Hoje em dia, ao contrário, as coisas duram muito pouco. Em menos de um século, qualquer um desses majestosos prédios de vidro estará em ruínas. Sir Roger Scruton já tratou bastante desse assunto no documentário ‘Por que a beleza importa?’ e no livro ‘Beleza’. Porém, eu iria além e diria que o ódio pela estética tem um efeito contagiante, que tende a criar ódio pelas coisas belas e a destruí-las. Os gregos diziam que isso é uma doença, a apeirokalia, tratada pelo Prof. Olavo de Carvalho neste artigo aqui.
Porém, o dano não fica restrito apenas à arquitetura. Ele se alastra e vai corroendo todos os níveis da sociedade, porque é uma doença que se infiltra até o âmago da essência humana. Recentemente, escrevi um artigo explorando a condição caótica da arquitetura do centro da minha cidade, Campinas, e é impossível não ligar a decadência estética com a decadência social. O centro de Campinas, hoje, é um lugar absolutamente detestável.
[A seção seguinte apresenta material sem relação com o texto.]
//! NonTiled CLI - Command-line interface
//!
//! Inspects the requests a non-tiled overlay issues for a viewport and replays
//! scripted map interactions against a headless host.

mod commands;
mod error;

use std::path::PathBuf;
use std::process::ExitCode;

use clap::{Parser, Subcommand};
use tracing_subscriber::EnvFilter;

use commands::config::ConfigCommands;
use commands::simulate::SimulateArgs;
use commands::url::UrlArgs;
use error::CliError;

#[derive(Debug, Parser)]
#[command(name = "nontiled")]
#[command(version, about = "Single-image map overlays driven from the command line")]
struct Cli {
    /// Increase log verbosity (-v debug, -vv trace). RUST_LOG takes precedence.
    #[arg(short, long, action = clap::ArgAction::Count, global = true)]
    verbose: u8,

    /// Configuration file (default: <config dir>/nontiled/config.ini)
    #[arg(long, global = true)]
    config: Option<PathBuf>,

    #[command(subcommand)]
    command: Commands,
}

#[derive(Debug, Subcommand)]
enum Commands {
    /// Print the request key and image URL for a viewport
    Url(UrlArgs),

    /// Replay scripted pans, zooms and resizes against a headless map
    Simulate(SimulateArgs),

    /// Configuration file commands
    Config {
        #[command(subcommand)]
        action: ConfigCommands,
    },
}

fn init_logging(verbose: u8) {
    let level = match verbose {
        0 => "warn",
        1 => "nontiled=debug,info",
        _ => "trace",
    };
    let filter = EnvFilter::try_from_default_env().unwrap_or_else(|_| EnvFilter::new(level));
    tracing_subscriber::fmt()
        .with_env_filter(filter)
        .with_writer(std::io::stderr)
        .init();
}

fn run(cli: Cli) -> Result<(), CliError> {
    let config = cli.config.as_deref();
    match cli.command {
        Commands::Url(args) => commands::url::run(args, config),
        Commands::Simulate(args) => commands::simulate::run(args, config),
        Commands::Config { action } => commands::config::run(action, config),
    }
}

fn main() -> ExitCode {
    let cli = Cli::parse();
    init_logging(cli.verbose);

    match run(cli) {
        Ok(()) => ExitCode::SUCCESS,
        Err(e) => {
            eprintln!("Error: {}", e);
            ExitCode::FAILURE
        }
    }
}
Isso acontece porque, no fim de toda a cadeia de coisas, o ódio à estética atinge o cerne da existência humana, que é o sagrado. É simplesmente impossível conceber o sagrado sem nenhum senso estético, justamente por causa da perfeição associada ao divino. Não existe a possibilidade de Deus ou do paraíso serem feios. Isso seria contraditório, não só em termos de conceitos formais, mas parece ferir de morte o nosso próprio instinto de realidade.
E é nesse ponto que eu queria chegar. Existem coisas em que a estética é tão importante que ela é indissolúvel da própria estrutura da realidade dessas coisas. O exemplo mais sublime e razoavelmente acessível de todos talvez seja a Santa Missa. Num rito tridentino, todo gesto, música, palavra, movimentação, têm não apenas um sentido e uma conotação simbólica, mas também têm algo na sua própria constituição.
Numa Missa Tridentina, por exemplo, movimentos bruscos não são bem-vindos. Não é possível celebrá-la sem todo o cuidado imaginável, porque o próprio cuidado faz parte daquela situação específica, que lida com a realidade do Corpo e Sangue de Nosso Senhor Jesus Cristo. Basta presenciar a Santa Missa no antigo rito apenas uma única vez para se notar que ali existe um todo, que todas as partes não são somente sincronizadas e harmoniosas entre si, mas cada uma delas é essencial para que o todo da Santa Missa exista.
Pessoas criadas na grosseria da nossa cultura atual tendem a ver nessas coisas apenas um certo preciosismo, enquanto quem começa a adquirir certa sensibilidade e entendimento percebe que as coisas precisam ser daquela forma, e não de outra. Hoje em dia, o mais comum é pensar que diferença faz se o padre diz as coisas com essa ou aquela entonação, se segura o cálice de um jeito ou de outro?
Aí é que entra o grande problema com a Missa Nova, que não é a Missa Nova em si, mas é a abolição de uma estética que lidava de maneira simbiótica com o sagrado. Os gestos, as formas dos objetos, as disposições de todas as coisas são todas feitas de um tal modo que o sagrado não é mais um conceito abstrato, é uma coisa real, que está ali.
A estética, não se engane, não é “só” estética. Esse “só” é que é um dos maiores problemas que enfrentamos, esse desprezo. A estética é a maneira como a realidade se articula do modo mais perfeito para se fazer visível no mundo material.
A partir do momento que se despreza a estética, está se fechando as portas da própria realidade. Ela é parte fundamental da própria estrutura da realidade e não precisa ser muito inteligente para descobrir o que acontece quando alguém resolve desprezá-la.
O efeito, mais que esperado, só pode ser um: a desintegração. A realidade devora todo aquele que insiste em negá-la. Quando se brinca com a parte central da estrutura da realidade, nesse caso o próprio Nosso Senhor, como alguém poderia imaginar em escapar ileso?